I get on the ICE train to Köln, car 32, seat 81 or so, looking forward to a relaxed and comfortable ride with an easy transfer in Köln to the Aachen train. It looks pretty empty. A petite woman comes to my row and takes the window seat. So I say to her “I’ll move up one row since the train looks pretty empty, that way we’ll both have more room” (am I being rude?). I move up one row, but shortly another woman comes along and I am in her seat to I move back to my original seat. I settle back in and turn to my seat mate and ask her if she is from Berlin, “No, I live in New York.” Oh really, what are you doing there? “I’m a photographer.” And as I am looking at her, I am stunned, “Dora, Dora Händel?” My lord, booking the seat next to me is my old colleague from (Kathy Kennedy‘s) PhotoWorks on 23rd Street in Chelsea from 1986. PhotoWorks was one of the top two commercial custom printing labs in the photo district back in those analog days. Dora took care of all contact printing (ferro-typed Kodak Azo, thank you!). We spent many an hour in the darkroom listening to Nina Haugen among other incendiary sonic background effects.

self-portrait with Dora on the ICE to Köln from Berlin, Germany, June 2013

We hadn’t seen each other in probably 20 years or so. How effing bizarre. The immediate question becomes: What to make of this synchronicity, coincidence, sign, event, etc, etc. Too incredibly random to comprehend from any statistical level.

Fortunately we have a couple hours to catch up before she gets off in Münster (or so?). I go on to Hamm where the train is shunted (the German rail network is still suffering from major delays resulting from the heavy flooding on the Elbe River). It’s the hottest day in an already hot German summer, and after one aborted attempt to get a connection onward, and some time on the stifling platform, passengers are finally (and, to be honest, pretty efficiently) re-routed to their different destinations. When I arrive in Aachen, I pick up a form at the DB travel office in the Hbf for applying for a partial refund based on the two-hour delay I experienced. The lady at the desk helps me fill it out.

through the Rockies

Glade Park – Grand Junction – Glenwood Springs – Dotsero – Radium – Kremmling – Rollinsville – Denver (Union Station) – Denver (Market Street Station) – Aurora (Sleep Inn)
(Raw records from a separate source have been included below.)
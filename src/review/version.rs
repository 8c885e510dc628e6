//! Version allocation for review files.
//!
//! Versions are scoped per (directory, model, reviewer): distinct reviewer
//! ids live in disjoint filename namespaces and can never collide. Every
//! allocation is a full re-scan of the directory — no cached counter — so
//! the sequence stays monotonic across process restarts and external file
//! manipulation. Two processes sharing one reviewer id inside the same
//! scan-window can still race; that is an accepted limitation, not masked
//! by locking.

use std::path::Path;

use super::ReviewError;
use crate::case::filename::parse_review_file_name;

/// Next free version for (model, reviewer) at `dir`: `max + 1` over the
/// decodable existing files, or `0` when there are none. Filenames that do
/// not decode are skipped, never fatal.
pub fn next_version(dir: &Path, model: &str, reviewer: &str) -> Result<u32, ReviewError> {
    if !dir.is_dir() {
        return Ok(0);
    }

    let mut max: Option<u32> = None;
    for entry in std::fs::read_dir(dir)? {
        let entry = entry?;
        let name = entry.file_name();
        let Some(decoded) = parse_review_file_name(&name.to_string_lossy()) else {
            continue;
        };
        if decoded.model == model && decoded.reviewer == reviewer {
            max = Some(max.map_or(decoded.version, |m| m.max(decoded.version)));
        }
    }

    Ok(max.map_or(0, |m| m + 1))
}
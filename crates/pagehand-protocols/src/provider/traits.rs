//! Model provider trait definition.

use async_trait::async_trait;

use super::{CompletionRequest, CompletionResponse};
use crate::error::ProviderError;

/// Core trait for remote model providers.
///
/// Implementations translate the provider-neutral request into their own
/// payload shape; nothing provider-specific crosses this boundary.
#[async_trait]
pub trait LLMProvider: Send + Sync {
    /// Returns the provider ID.
    fn id(&self) -> &str;

    /// Generate a completion with the given credentials.
    ///
    /// Fails with [`ProviderError::ApiError`] on a non-success status and
    /// [`ProviderError::InvalidResponse`] when the body lacks text content.
    async fn complete(
        &self,
        api_key: &str,
        request: CompletionRequest,
    ) -> Result<CompletionResponse, ProviderError>;
}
Long friggin’ day. Longer one tomorrow.

en route on the California Zephyr, between Grand Junction and Denver, Colorado, May 2013

Elect for the first time to take the Amtrak California Zephyr instead of the bus back to Denver today — it’s cheaper, though it takes about eight hours, twice as long as the bus. But I’ve never ridden it, and the route is through some classic Colorado landscape. Catch it at the run-down Grand Junction station, Collin drives me over from meeting at Roast in town, get on board — now officially en route to Europe! It’s pretty full so I sit with a middle-age chap, Jake, and we start to converse. The ride through Glenwood Canyon is quite spectacular as expected: I go up to the dome car to soak it in. Images are strange — I-70 in the canyon, the River, the skies, the others in the dome car.

The Last Night in the Bubble: departure(s plural)
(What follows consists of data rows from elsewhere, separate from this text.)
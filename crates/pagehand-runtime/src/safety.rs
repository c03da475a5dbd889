//! Static inspection of generated actions before they run.

use std::collections::HashSet;

use once_cell::sync::Lazy;
use pagehand_protocols::{ActionKind, GeneratedAction, SafetyVerdict, SelectorValidation};
use regex::Regex;
use tracing::warn;

/// A rule that rejects an action outright.
struct BlockRule {
    pattern: Regex,
    reason: &'static str,
}

/// An advisory rule that asks the user to confirm.
struct FlagRule {
    pattern: Regex,
    description: &'static str,
}

fn block(pattern: &str, reason: &'static str) -> BlockRule {
    BlockRule {
        pattern: Regex::new(pattern).expect("valid block pattern"),
        reason,
    }
}

fn flag(pattern: &str, description: &'static str) -> FlagRule {
    FlagRule {
        pattern: Regex::new(pattern).expect("valid flag pattern"),
        description,
    }
}

/// Evaluated in order; the first match is terminal.
static BLOCK_RULES: Lazy<Vec<BlockRule>> = Lazy::new(|| {
    vec![
        block(r"(?i)fetch\s*\(", "Network requests are not allowed"),
        block(r"(?i)XMLHttpRequest", "Network requests are not allowed"),
        block(
            r"(?i)\bWebSocket\b|sendBeacon|\bEventSource\b",
            "Network connections are not allowed",
        ),
        block(r"(?i)document\s*\.\s*cookie", "Cookie access is not allowed"),
        block(
            r"(?i)\b(?:localStorage|sessionStorage|indexedDB)\b",
            "Storage access is not allowed",
        ),
        block(r"(?i)eval\s*\(", "Dynamic code execution is not allowed"),
        block(r"Function\s*\(", "Dynamic code execution is not allowed"),
        block(
            r#"(?i)\bset(?:Timeout|Interval)\s*\(\s*["'`]"#,
            "Dynamic code execution is not allowed",
        ),
        block(r"(?i)<\s*script", "Script injection is not allowed"),
        block(r"(?i)javascript\s*:", "JavaScript URLs are not allowed"),
        block(
            r"\bchrome\s*\.\s*[a-z]\w*|\bbrowser\s*\.\s*runtime",
            "Extension API access is not allowed",
        ),
        block(r"(?i)import\s*\(", "Dynamic imports are not allowed"),
        block(r"(?i)document\s*\.\s*write", "Writing to the document is not allowed"),
    ]
});

/// Navigation targets other than web pages.
static NON_WEB_SCHEME: Lazy<Regex> =
    Lazy::new(|| Regex::new(r"(?i)^\s*(?:data|file|blob|vbscript)\s*:").expect("valid regex"));

/// Evaluated exhaustively; all matches are reported together.
static FLAG_RULES: Lazy<Vec<FlagRule>> = Lazy::new(|| {
    vec![
        flag(
            r"(?i)\b(?:buy|purchase|checkout|check\s+out|pay|payment|place\s+order|order\s+now|subscribe)\b",
            "payment or purchase",
        ),
        flag(
            r"(?i)\b(?:delete|remove|cancel|unsubscribe|deactivate|close\s+account|discard|erase)\b",
            "deletion or cancellation",
        ),
        flag(
            r"(?i)\b(?:password|passcode|credit\s+card|card\s+number|cvv|cvc|ssn|social\s+security|bank\s+account|routing\s+number)\b",
            "sensitive data",
        ),
        flag(
            r#"(?i)\bsubmit\b|\.submit\s*\(|type\s*=\s*["']?submit"#,
            "form submission",
        ),
    ]
});

static ELEMENT_ID: Lazy<Regex> = Lazy::new(|| Regex::new(r"\bel_\d+\b").expect("valid regex"));

/// Stateless gate over the block and flag tables.
#[derive(Debug, Default, Clone, Copy)]
pub struct SafetyGate;

impl SafetyGate {
    pub fn new() -> Self {
        Self
    }

    /// Inspect an action payload.
    pub fn check(&self, payload: &str, kind: &ActionKind) -> SafetyVerdict {
        if let Some(verdict) = self.blocked(payload, kind) {
            return verdict;
        }
        self.flagged(payload)
    }

    /// Inspect everything an action would run, plus its description for flags.
    pub fn check_action(&self, action: &GeneratedAction) -> SafetyVerdict {
        let executable = action.executable_text();
        if let Some(verdict) = self.blocked(&executable, &action.kind) {
            return verdict;
        }
        self.flagged(&format!("{}\n{}", executable, action.description))
    }

    fn blocked(&self, payload: &str, kind: &ActionKind) -> Option<SafetyVerdict> {
        if let Some((rule, m)) = BLOCK_RULES
            .iter()
            .find_map(|rule| rule.pattern.find(payload).map(|m| (rule, m)))
        {
            warn!("Safety gate blocked action: {} ({:?})", rule.reason, m.as_str());
            return Some(SafetyVerdict::Blocked {
                blocked_fragment: m.as_str().to_string(),
                blocked_reason: rule.reason.to_string(),
            });
        }

        if *kind == ActionKind::Navigate {
            if let Some(m) = NON_WEB_SCHEME.find(payload) {
                warn!("Safety gate blocked navigation to {:?}", m.as_str());
                return Some(SafetyVerdict::Blocked {
                    blocked_fragment: m.as_str().trim().to_string(),
                    blocked_reason: "Only web pages can be opened".to_string(),
                });
            }
        }

        None
    }

    fn flagged(&self, text: &str) -> SafetyVerdict {
        let flags: Vec<String> = FLAG_RULES
            .iter()
            .filter(|rule| rule.pattern.is_match(text))
            .map(|rule| rule.description.to_string())
            .collect();

        if flags.is_empty() {
            return SafetyVerdict::Safe;
        }

        SafetyVerdict::Flagged {
            confirmation_message: format!(
                "This action involves {}. Do you want to proceed?",
                flags.join(" and ")
            ),
            flags,
        }
    }

    /// Check that every snapshot element id referenced in `payload` is known.
    pub fn validate_selectors(payload: &str, known_ids: &HashSet<String>) -> SelectorValidation {
        let mut invalid_selectors: Vec<String> = Vec::new();
        for m in ELEMENT_ID.find_iter(payload) {
            let id = m.as_str();
            if !known_ids.contains(id) && !invalid_selectors.iter().any(|s| s == id) {
                invalid_selectors.push(id.to_string());
            }
        }
        SelectorValidation {
            valid: invalid_selectors.is_empty(),
            invalid_selectors,
        }
    }

    /// Strip recognised dangerous fragments. Not a substitute for [`check`](Self::check).
    pub fn sanitize(payload: &str) -> String {
        BLOCK_RULES
            .iter()
            .fold(payload.to_string(), |acc, rule| {
                rule.pattern.replace_all(&acc, "").into_owned()
            })
    }
}

#[cfg(test)]
#[path = "safety_tests.rs"]
mod tests;
//! Configuration schema definitions.

use std::path::PathBuf;
use std::time::Duration;

use pagehand_protocols::{ProviderKind, Settings};
use serde::{Deserialize, Serialize};

use crate::error::ConfigError;

/// Root configuration.
#[derive(Debug, Clone, Default, Serialize, Deserialize)]
pub struct Config {
    #[serde(default)]
    pub provider: ProviderConfig,

    #[serde(default)]
    pub pipeline: PipelineConfig,

    #[serde(default)]
    pub rate_limit: RateLimitConfig,

    #[serde(default)]
    pub session: SessionConfig,

    #[serde(default)]
    pub surface: SurfaceConfig,
}

impl Config {
    /// Default config file location (`~/.pagehand/config.toml`).
    pub fn default_path() -> PathBuf {
        dirs::home_dir()
            .unwrap_or_else(|| PathBuf::from("."))
            .join(".pagehand")
            .join("config.toml")
    }

    /// Build the immutable per-run settings snapshot.
    pub fn settings(&self) -> Result<Settings, ConfigError> {
        let provider: ProviderKind =
            self.provider
                .kind
                .parse()
                .map_err(|message| ConfigError::InvalidValue {
                    field: "provider.kind".to_string(),
                    message,
                })?;

        Ok(Settings {
            provider,
            api_key: self.provider.api_key.clone(),
            intent_model: self.provider.intent_model.clone(),
            codegen_model: self.provider.codegen_model.clone(),
            max_retries: self.pipeline.max_retries,
            confirm_destructive: self.pipeline.confirm_destructive,
            audio_feedback: self.pipeline.audio_feedback,
        })
    }
}

/// Remote model provider configuration.
#[derive(Debug, Clone, Serialize, Deserialize)]
pub struct ProviderConfig {
    /// `claude` or `openai`.
    #[serde(default = "default_provider_kind")]
    pub kind: String,

    #[serde(default)]
    pub api_key: String,

    #[serde(default = "default_intent_model")]
    pub intent_model: String,

    #[serde(default = "default_codegen_model")]
    pub codegen_model: String,

    /// Optional endpoint override.
    #[serde(default, skip_serializing_if = "Option::is_none")]
    pub base_url: Option<String>,
}

impl Default for ProviderConfig {
    fn default() -> Self {
        Self {
            kind: default_provider_kind(),
            api_key: String::new(),
            intent_model: default_intent_model(),
            codegen_model: default_codegen_model(),
            base_url: None,
        }
    }
}

impl ProviderConfig {
    /// Base URL override, ignoring empty strings.
    pub fn base_url(&self) -> Option<&str> {
        self.base_url.as_deref().filter(|url| !url.trim().is_empty())
    }
}

fn default_provider_kind() -> String {
    "claude".to_string()
}

fn default_intent_model() -> String {
    Settings::default().intent_model
}

fn default_codegen_model() -> String {
    Settings::default().codegen_model
}

/// Pipeline behavior.
#[derive(Debug, Clone, Serialize, Deserialize)]
pub struct PipelineConfig {
    #[serde(default = "default_max_retries")]
    pub max_retries: u32,

    #[serde(default = "default_true")]
    pub confirm_destructive: bool,

    #[serde(default)]
    pub audio_feedback: bool,

    #[serde(default = "default_model_timeout")]
    pub model_timeout_seconds: u64,

    #[serde(default = "default_surface_timeout")]
    pub surface_timeout_seconds: u64,

    #[serde(default = "default_settle_delay")]
    pub settle_delay_ms: u64,
}

impl Default for PipelineConfig {
    fn default() -> Self {
        Self {
            max_retries: default_max_retries(),
            confirm_destructive: true,
            audio_feedback: false,
            model_timeout_seconds: default_model_timeout(),
            surface_timeout_seconds: default_surface_timeout(),
            settle_delay_ms: default_settle_delay(),
        }
    }
}

impl PipelineConfig {
    pub fn model_timeout(&self) -> Duration {
        Duration::from_secs(self.model_timeout_seconds)
    }

    pub fn surface_timeout(&self) -> Duration {
        Duration::from_secs(self.surface_timeout_seconds)
    }

    pub fn settle_delay(&self) -> Duration {
        Duration::from_millis(self.settle_delay_ms)
    }
}

fn default_max_retries() -> u32 {
    3
}

fn default_true() -> bool {
    true
}

fn default_model_timeout() -> u64 {
    30
}

fn default_surface_timeout() -> u64 {
    15
}

fn default_settle_delay() -> u64 {
    500
}

/// Shared model-call rate limit.
#[derive(Debug, Clone, Serialize, Deserialize)]
pub struct RateLimitConfig {
    #[serde(default = "default_max_calls")]
    pub max_calls: usize,

    #[serde(default = "default_window")]
    pub window_seconds: u64,
}

impl Default for RateLimitConfig {
    fn default() -> Self {
        Self {
            max_calls: default_max_calls(),
            window_seconds: default_window(),
        }
    }
}

impl RateLimitConfig {
    pub fn window(&self) -> Duration {
        Duration::from_secs(self.window_seconds)
    }
}

fn default_max_calls() -> usize {
    10
}

fn default_window() -> u64 {
    60
}

/// Session store bounds.
#[derive(Debug, Clone, Serialize, Deserialize)]
pub struct SessionConfig {
    #[serde(default = "default_max_sessions")]
    pub max_sessions: usize,

    #[serde(default = "default_idle_timeout")]
    pub idle_timeout_seconds: u64,

    #[serde(default = "default_max_messages")]
    pub max_messages: usize,

    #[serde(default = "default_max_actions")]
    pub max_actions: usize,
}

impl Default for SessionConfig {
    fn default() -> Self {
        Self {
            max_sessions: default_max_sessions(),
            idle_timeout_seconds: default_idle_timeout(),
            max_messages: default_max_messages(),
            max_actions: default_max_actions(),
        }
    }
}

impl SessionConfig {
    pub fn idle_timeout(&self) -> Duration {
        Duration::from_secs(self.idle_timeout_seconds)
    }
}

fn default_max_sessions() -> usize {
    50
}

fn default_idle_timeout() -> u64 {
    1800
}

fn default_max_messages() -> usize {
    50
}

fn default_max_actions() -> usize {
    100
}

/// Page surface connection.
#[derive(Debug, Clone, Serialize, Deserialize)]
pub struct SurfaceConfig {
    #[serde(default = "default_cdp_endpoint")]
    pub cdp_endpoint: String,
}

impl Default for SurfaceConfig {
    fn default() -> Self {
        Self {
            cdp_endpoint: default_cdp_endpoint(),
        }
    }
}

fn default_cdp_endpoint() -> String {
    "http://localhost:9222".to_string()
}

#[cfg(test)]
#[path = "schema_tests.rs"]
mod tests;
numerous departures ensue. greetings to commence thereafter on other continents, along other seas, rivers, on hills, and city streets, at airports and train stations: entlang anderer Meere, Flüsse, auf Hügeln und Straßen der Stadt, an Flughäfen und Bahnhöfen.. movement is assumed. car, train, plane, bus, taxi, tram, ferry, sailboat, and stints of upright bipedalism. The shift of be-ing that comes with the shift of place is a change of perspective. It is a change in point-of-view. It is a change in world view. It is change. As it goes.